## Description of the task
Retrieve all lines below that have the string "click".

(Saved entries)
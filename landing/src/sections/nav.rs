use leptos::prelude::*;

use super::{DOCS_URL, ORG_URL};

#[component]
fn NavLinks(#[prop(optional)] mobile: bool) -> impl IntoView {
    view! {
        <div class=if mobile { "nav-links nav-links-mobile" } else { "nav-links" }>
            <a href=DOCS_URL target="_blank" class="button-link">"Docs"</a>
            <a href=ORG_URL target="_blank" class="button-link">"Qreater"</a>
        </div>
    }
}

#[component]
pub fn Nav() -> impl IntoView {
    let (menu_open, set_menu_open) = signal(false);
    let toggle_menu = move |_| set_menu_open.update(|open| *open = !*open);

    view! {
        <nav class="nav">
            <div class="nav-inner">
                <a href="/" class="nav-brand">
                    <span class="nav-title">"Helm"<span class="highlight-primary">"Inspect"</span></span>
                </a>
                <NavLinks />
                <button class="nav-menu-open" aria-label="Open menu" on:click=toggle_menu>
                    "☰"
                </button>
            </div>

            // Mobile drawer
            <Show when=move || menu_open.get()>
                <div class="nav-backdrop" on:click=toggle_menu></div>
                <div class="nav-mobile">
                    <div class="nav-mobile-header">
                        <span class="nav-title">"Helm"<span class="highlight-primary">"Inspect"</span></span>
                        <button class="nav-menu-close" aria-label="Close menu" on:click=toggle_menu>
                            "✕"
                        </button>
                    </div>
                    <NavLinks mobile=true />
                </div>
            </Show>
        </nav>
    }
}
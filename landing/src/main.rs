// HelmInspect Landing Page - Leptos 0.8 Edition
// Developed by the Qreater team (c)2025

mod components;
mod pages;
mod sections;

use leptos::prelude::*;
use leptos_router::components::{Redirect, Route, Router, Routes};
use leptos_router::path;
use pages::HomePage;
use sections::Nav;

fn main() {
    console_error_panic_hook::set_once();
    leptos::mount::mount_to_body(|| view! { <App/> });
}

#[component]
fn App() -> impl IntoView {
    view! {
        <Router>
            <div class="layout">
                <Nav />
                <main class="layout-content">
                    // Unknown paths land back on the single page
                    <Routes fallback=|| view! { <Redirect path="/" /> }>
                        <Route path=path!("/") view=HomePage />
                    </Routes>
                </main>
            </div>
        </Router>
    }
}
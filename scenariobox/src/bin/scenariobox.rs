//! scenariobox binary entry point

use clap::Parser;
use scenariobox::cli::{Cli, run};
use tracing_subscriber::EnvFilter;

#[tokio::main]
async fn main() {
    let cli = Cli::parse();

    let filter = EnvFilter::try_from_default_env()
        .unwrap_or_else(|_| EnvFilter::new(format!("scenariobox={}", cli.log_level)));
    tracing_subscriber::fmt()
        .with_env_filter(filter)
        .with_writer(std::io::stderr)
        .init();

    if let Err(e) = run(cli).await {
        tracing::error!("scenariobox failed: {e:#}");
        eprintln!("Error: {e:#}");
        std::process::exit(1);
    }
}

## Solution
                <button class="nav-menu-open" aria-label="Open menu" on:click=toggle_menu>
                <div class="nav-backdrop" on:click=toggle_menu></div>
                        <button class="nav-menu-close" aria-label="Close menu" on:click=toggle_menu>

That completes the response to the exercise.